Keith also said that the tourism industry could even face secondary impacts from the disease. “If Chinese workplaces are closed or limit operations for a long time, it will greatly impact GDP, hence reducing the travelling demand of Chinese people,” he said.
Thailand’s and Vietnam’s tourism industry have seen a reduction of international tourists by 60-70 per cent.
In 2019, Vietnam received about 1.45 million Chinese tourist arrivals per quarter on average. In January, the number was 644,000 but has slumped to near zero since then, due to immigration restrictions.
“In the first three months, damage to tourism caused by COVID-19 may be about $6-7 billion,” Ngo Hoai Chung, vice chairman of the Vietnam National Tourism Administration said at a conference in Hanoi last week. According to Chung, on average, one Chinese tourist spends about $745 while tourists from other market spend about $1,150 per person.
Meanwhile, data from the Vietnam Customs Department showed that in January, Vietnam’s total value of export to China was only $2.75 billion, reduced by about 35 per cent compared to December. The import value from China also reduced over 20 per cent.

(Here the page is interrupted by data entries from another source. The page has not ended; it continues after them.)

use async_trait::async_trait;
use log::debug;
use std::fmt::{self, Debug, Formatter};
use std::sync::Arc;
use tokio::io::{AsyncRead, AsyncWrite};
use tokio::process::Child;
use tokio::sync::{Mutex, broadcast, watch};

use crate::Result;
use crate::api::collaborators::ScanSource;
use crate::api::models::{
    AccessPoint, ChannelState, ClientConfig, ControlEvent, Mode, NetworkId, NetworkOptions,
    NetworkRecord, Status, WpaError, WpaEvent,
};
use crate::core::channel::{CommandChannel, ReplyShape};
use crate::core::networks::{self, NetworkCache, NetworkField};
use crate::core::process::{self, CliProcess};
use crate::core::scan;
use crate::core::status;
use crate::monitoring::events::EventBus;
use crate::monitoring::state_wait::wait_for_connection;
use crate::types::constants::{command, reply};

/// Client for one interface's `wpa_supplicant` control channel.
///
/// Owns a `wpa_cli` subprocess in interactive mode and multiplexes its single
/// text stream into command replies and asynchronous control events.
///
/// # Opening a channel
///
/// ```no_run
/// use wpactl::WpaClient;
///
/// # async fn example() -> wpactl::Result<()> {
/// let client = WpaClient::open("wlan0").await?;
/// println!("mode: {:?}", client.mode().await?.as_str());
/// client.close().await;
/// # Ok(())
/// # }
/// ```
///
/// # Configuring a network
///
/// ```no_run
/// use wpactl::WpaClient;
///
/// # async fn example() -> wpactl::Result<()> {
/// let client = WpaClient::open("wlan0").await?;
///
/// let record = client.add_or_update_network("MyWifi", Some("secret123")).await?;
/// println!("configured as network {}", record.id);
///
/// if !client.disable_network("OldWifi").await? {
///     println!("OldWifi was not configured");
/// }
/// # Ok(())
/// # }
/// ```
///
/// # Events
///
/// ```no_run
/// use wpactl::{EventKind, WpaClient};
///
/// # async fn example() -> wpactl::Result<()> {
/// let client = WpaClient::open("wlan0").await?;
/// let mut events = client.subscribe_events();
///
/// while let Ok(event) = events.recv().await {
///     if event.kind == EventKind::Disconnected {
///         println!("lost link: {:?}", event.args.get("reason"));
///     }
/// }
/// # Ok(())
/// # }
/// ```
///
/// # Ordering
///
/// Commands are served strictly one at a time, in the order they were
/// issued, because the channel has no request identifiers. Every clone
/// shares the same channel, so this holds across tasks.
#[derive(Clone)]
pub struct WpaClient {
    inner: Arc<Inner>,
}

struct Inner {
    interface: String,
    config: ClientConfig,
    channel: CommandChannel,
    bus: EventBus,
    networks: NetworkCache,
    child: Mutex<Option<Child>>,
}

impl Debug for WpaClient {
    fn fmt(&self, f: &mut Formatter<'_>) -> fmt::Result {
        f.debug_struct("WpaClient")
            .field("interface", &self.inner.interface)
            .field("closed", &self.is_closed())
            .finish()
    }
}

impl WpaClient {
    /// Opens the control channel for `interface` with default settings.
    pub async fn open(interface: &str) -> Result<Self> {
        Self::open_with_config(interface, ClientConfig::default()).await
    }

    /// Spawns `wpa_cli` for `interface` and waits out its startup banner.
    ///
    /// If startup fails after the subprocess was spawned, the subprocess is
    /// terminated before the error is returned.
    ///
    /// # Errors
    ///
    /// Returns [`WpaError::SpawnFailed`] if `wpa_cli` cannot be started.
    pub async fn open_with_config(interface: &str, config: ClientConfig) -> Result<Self> {
        let CliProcess {
            child,
            stdin,
            stdout,
        } = process::spawn(interface, &config)?;

        let client = Self::assemble(interface, stdout, stdin, config, Some(child));
        let startup = client.inner.config.startup_timeout;
        if let Err(e) = client.inner.channel.drain_banner(startup).await {
            client.close().await;
            return Err(e);
        }

        debug!("Control channel open on {interface}");
        Ok(client)
    }

    /// Builds a client over an already connected transport.
    ///
    /// `reader` yields the daemon's output and `writer` receives commands.
    /// No banner is expected. Must be called within a Tokio runtime.
    pub fn from_io<R, W>(interface: &str, reader: R, writer: W, config: ClientConfig) -> Self
    where
        R: AsyncRead + Send + Unpin + 'static,
        W: AsyncWrite + Send + Unpin + 'static,
    {
        Self::assemble(interface, reader, writer, config, None)
    }

    fn assemble<R, W>(
        interface: &str,
        reader: R,
        writer: W,
        config: ClientConfig,
        child: Option<Child>,
    ) -> Self
    where
        R: AsyncRead + Send + Unpin + 'static,
        W: AsyncWrite + Send + Unpin + 'static,
    {
        let bus = EventBus::new(config.event_capacity);
        let channel = CommandChannel::start(reader, writer, bus.clone(), &config);
        Self {
            inner: Arc::new(Inner {
                interface: interface.to_string(),
                config,
                channel,
                bus,
                networks: NetworkCache::default(),
                child: Mutex::new(child),
            }),
        }
    }

    /// Closes the channel.
    ///
    /// The pending command and every queued one fail with
    /// [`WpaError::ChannelClosed`], subscribers see their streams end, the
    /// state watch flips to [`ChannelState::Closed`] and the subprocess is
    /// terminated. Calling it again has no effect.
    pub async fn close(&self) {
        self.inner.channel.close().await;
        if let Some(mut child) = self.inner.child.lock().await.take() {
            process::terminate(&mut child).await;
        }
    }

    /// Returns whether the channel has closed, by request or because the
    /// subprocess went away.
    pub fn is_closed(&self) -> bool {
        self.inner.channel.is_closed()
    }

    /// Name of the managed interface.
    pub fn interface(&self) -> &str {
        &self.inner.interface
    }

    /// Sends a raw command and returns the first reply line.
    ///
    /// `FAIL`, `FAIL-*` and `UNKNOWN COMMAND` replies are returned as
    /// [`WpaError::CommandFailed`].
    pub async fn send(&self, command: &str) -> Result<String> {
        self.request(command, ReplyShape::Line).await
    }

    /// Sends a raw command with an explicit reply shape.
    ///
    /// Use [`ReplyShape::Block`] for commands answering with several lines.
    pub async fn request(&self, command: &str, shape: ReplyShape) -> Result<String> {
        self.inner.channel.request(command, shape).await
    }

    /// Checks that the daemon answers.
    pub async fn ping(&self) -> Result<()> {
        let answer = self.send(command::PING).await?;
        if answer == reply::PONG {
            Ok(())
        } else {
            Err(WpaError::UnexpectedReply {
                command: command::PING.to_string(),
                reply: answer,
            })
        }
    }

    pub async fn status(&self) -> Result<Status> {
        status::status(&self.inner.channel).await
    }

    /// Queries the status and infers the operating mode from it.
    pub async fn mode(&self) -> Result<Mode> {
        Ok(self.status().await?.mode())
    }

    /// SSID of the current association, or `None` when not associated or
    /// when the status could not be read.
    pub async fn current_ssid(&self) -> Option<String> {
        status::current_ssid(&self.inner.channel).await
    }

    /// Lists configured networks and refreshes the network cache.
    pub async fn list_networks(&self) -> Result<Vec<NetworkRecord>> {
        networks::list_networks(&self.inner.channel, &self.inner.networks).await
    }

    /// Creates an empty, disabled network and returns its id.
    pub async fn add_network(&self) -> Result<NetworkId> {
        networks::add_network(&self.inner.channel, &self.inner.networks).await
    }

    /// Finds a configured network by exact SSID.
    ///
    /// Served from the network cache when it is populated; call
    /// [`list_networks`](Self::list_networks) first to see changes made by
    /// other clients.
    pub async fn find_by_ssid(&self, ssid: &str) -> Result<Option<NetworkRecord>> {
        networks::find_by_ssid(&self.inner.channel, &self.inner.networks, ssid).await
    }

    /// Sets a network field to `value`, sent as-is.
    ///
    /// String fields such as `ssid` must be passed with their double quotes.
    pub async fn set_network(&self, id: NetworkId, name: &str, value: &str) -> Result<()> {
        let field = NetworkField::literal(name, value);
        networks::set_network(&self.inner.channel, &self.inner.networks, id, &field).await
    }

    /// Reads a network field verbatim.
    pub async fn get_network(&self, id: NetworkId, name: &str) -> Result<String> {
        networks::get_network(&self.inner.channel, id, name).await
    }

    /// Configures `ssid` as a WPA-PSK network (or an open one without a
    /// password), enables and selects it and saves the configuration.
    ///
    /// An existing network with the same SSID is updated in place.
    ///
    /// # Errors
    ///
    /// - [`WpaError::InvalidSsid`] / [`WpaError::InvalidPassword`] before
    ///   anything is sent
    /// - [`WpaError::ConfigureFailed`] naming the step that was rejected;
    ///   earlier steps are not rolled back
    /// - [`WpaError::NetworkNotFound`] if the network is missing from the
    ///   refreshed list
    pub async fn add_or_update_network(
        &self,
        ssid: &str,
        password: Option<&str>,
    ) -> Result<NetworkRecord> {
        self.add_or_update_network_with(ssid, password, &NetworkOptions::default())
            .await
    }

    /// Like [`add_or_update_network`](Self::add_or_update_network), with
    /// options for networks without a password (e.g. a WEP key).
    pub async fn add_or_update_network_with(
        &self,
        ssid: &str,
        password: Option<&str>,
        options: &NetworkOptions,
    ) -> Result<NetworkRecord> {
        networks::add_or_update_network(
            &self.inner.channel,
            &self.inner.networks,
            ssid,
            password,
            options,
        )
        .await
    }

    /// Configures the network like
    /// [`add_or_update_network_with`](Self::add_or_update_network_with) and
    /// waits until the supplicant associates with it.
    ///
    /// # Errors
    ///
    /// Returns [`WpaError::AuthFailed`] when the daemon rejects the key,
    /// [`WpaError::EventTimeout`] when no association happens within the
    /// connect timeout, and the configuration errors described above.
    pub async fn connect(
        &self,
        ssid: &str,
        password: Option<&str>,
        options: &NetworkOptions,
    ) -> Result<NetworkRecord> {
        let mut events = self.inner.bus.subscribe_events();
        let record = self
            .add_or_update_network_with(ssid, password, options)
            .await?;
        wait_for_connection(&mut events, ssid, self.inner.config.connect_timeout).await?;
        Ok(record)
    }

    /// Removes the network named `ssid`. Returns `false` if none exists.
    pub async fn remove_network(&self, ssid: &str) -> Result<bool> {
        self.apply_to_ssid(command::REMOVE_NETWORK, ssid).await
    }

    /// Enables the network named `ssid`. Returns `false` if none exists.
    pub async fn enable_network(&self, ssid: &str) -> Result<bool> {
        self.apply_to_ssid(command::ENABLE_NETWORK, ssid).await
    }

    /// Disables the network named `ssid`. Returns `false` if none exists.
    pub async fn disable_network(&self, ssid: &str) -> Result<bool> {
        self.apply_to_ssid(command::DISABLE_NETWORK, ssid).await
    }

    /// Selects the network named `ssid`, disabling all others. Returns
    /// `false` if none exists.
    pub async fn select_network(&self, ssid: &str) -> Result<bool> {
        self.apply_to_ssid(command::SELECT_NETWORK, ssid).await
    }

    async fn apply_to_ssid(&self, verb: &str, ssid: &str) -> Result<bool> {
        networks::apply_to_ssid(&self.inner.channel, &self.inner.networks, verb, ssid).await
    }

    /// Persists the configuration to the daemon's config file.
    ///
    /// Fails with [`WpaError::CommandFailed`] when the daemon does not allow
    /// configuration updates.
    pub async fn save_config(&self) -> Result<()> {
        networks::save_config(&self.inner.channel).await
    }

    pub async fn disconnect(&self) -> Result<()> {
        self.expect_ok(command::DISCONNECT).await
    }

    pub async fn reconnect(&self) -> Result<()> {
        self.expect_ok(command::RECONNECT).await
    }

    pub async fn reassociate(&self) -> Result<()> {
        self.expect_ok(command::REASSOCIATE).await
    }

    async fn expect_ok(&self, verb: &str) -> Result<()> {
        let answer = self.send(verb).await?;
        if answer == reply::OK {
            Ok(())
        } else {
            Err(WpaError::UnexpectedReply {
                command: verb.to_string(),
                reply: answer,
            })
        }
    }

    /// Requests a scan and returns the results once it completes.
    pub async fn scan(&self) -> Result<Vec<AccessPoint>> {
        scan::scan(
            &self.inner.channel,
            &self.inner.bus,
            self.inner.config.scan_timeout,
        )
        .await
    }

    /// Returns the results of the latest scan without starting a new one.
    pub async fn scan_results(&self) -> Result<Vec<AccessPoint>> {
        scan::scan_results(&self.inner.channel).await
    }

    /// Every line read from the channel, verbatim.
    pub fn subscribe_raw(&self) -> broadcast::Receiver<String> {
        self.inner.bus.subscribe_data()
    }

    /// Every control event, including tags without a known kind.
    pub fn subscribe_control(&self) -> broadcast::Receiver<ControlEvent> {
        self.inner.bus.subscribe_control()
    }

    /// Control events with a known [`EventKind`](crate::EventKind).
    pub fn subscribe_events(&self) -> broadcast::Receiver<WpaEvent> {
        self.inner.bus.subscribe_events()
    }

    /// Every command written to the daemon, with secrets hidden.
    pub fn subscribe_commands(&self) -> broadcast::Receiver<String> {
        self.inner.bus.subscribe_commands()
    }

    /// Channel state; flips to [`ChannelState::Closed`] exactly once.
    pub fn state(&self) -> watch::Receiver<ChannelState> {
        self.inner.bus.state()
    }
}

#[async_trait]
impl ScanSource for WpaClient {
    async fn scan(&self) -> Result<Vec<AccessPoint>> {
        WpaClient::scan(self).await
    }
}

At the government’s recent meeting, based on the most optimistic scenario that the disease is controlled in March, the Ministry of Planning and Investment forecasted that Vietnam’s first-quarter exports to China could fall by 25 per cent on-year, with the country’s export turnover to China reached $5.6 billion.
Singapore has announced a financial package with a range of solutions to support the tourism sector and promote investment in large-scale infrastructure projects. Elsewhere, Thailand has been reducing interest rates, relieving trading conditions, enacted free duty for enterprises, and expired the time for paying individual tax from three to six months.
In Vietnam, different ministries and sectors have co-operated to implement synchronised solutions to ease the disease’s impacts. These include studying financial policies supporting small- and medium-sized enterprises, co-operatives, and farmers affected by the disease; implementing detailed methods to ensure customer clearance; and promoting application of technologies to develop e-commerce.
As the chair of the ASEAN in 2020, Vietnam chose the theme of responding to COVID-19 along with other important issues for the agenda of the region’s meetings last week, which included the ASEAN Defence Ministers Meeting (ADMM), and Special Meeting of the ASEAN Coordinating Council (ACC).
At the ADMM in Hanoi, Minister of Defence Ngo Xuan Lich said that COVID -19 had brought the region some challenges, including in security. To express Vietnam’s responsibility in response to the disease, Vietnam’s representative offered initiatives and called for support from other ASEAN members.
“The ASEAN is studying and practicing ways to react to the disease, and enhance the ability of military medical teams to respond to outbreaks,” Lich said.
ASEAN ministers agreed to pass the statement on defence co-operation responding to diseases.
“We highly appreciate Vietnam’s proactiveness and co-ordination at this meeting. The statement is a basic model showing that the ASEAN can co-operate to ensure health for its people and it is also a foundation for the region to continue cohesion and response to future challenges, particularly in the medical sector,” said the ASEAN’s General Secretary Lim Jock Hoi.
Meanwhile, at the special meeting of the ACC, ministers of Foreign Affairs of the 10 ASEAN member states shared information and discussed a common response to COVID-19. Addressing the event, Vietnamese Deputy Prime Minister Pham Binh Minh believed that with strong determination and timely action by the governments and people in the region, the threat will soon end and investment and business activities will soon return to normality.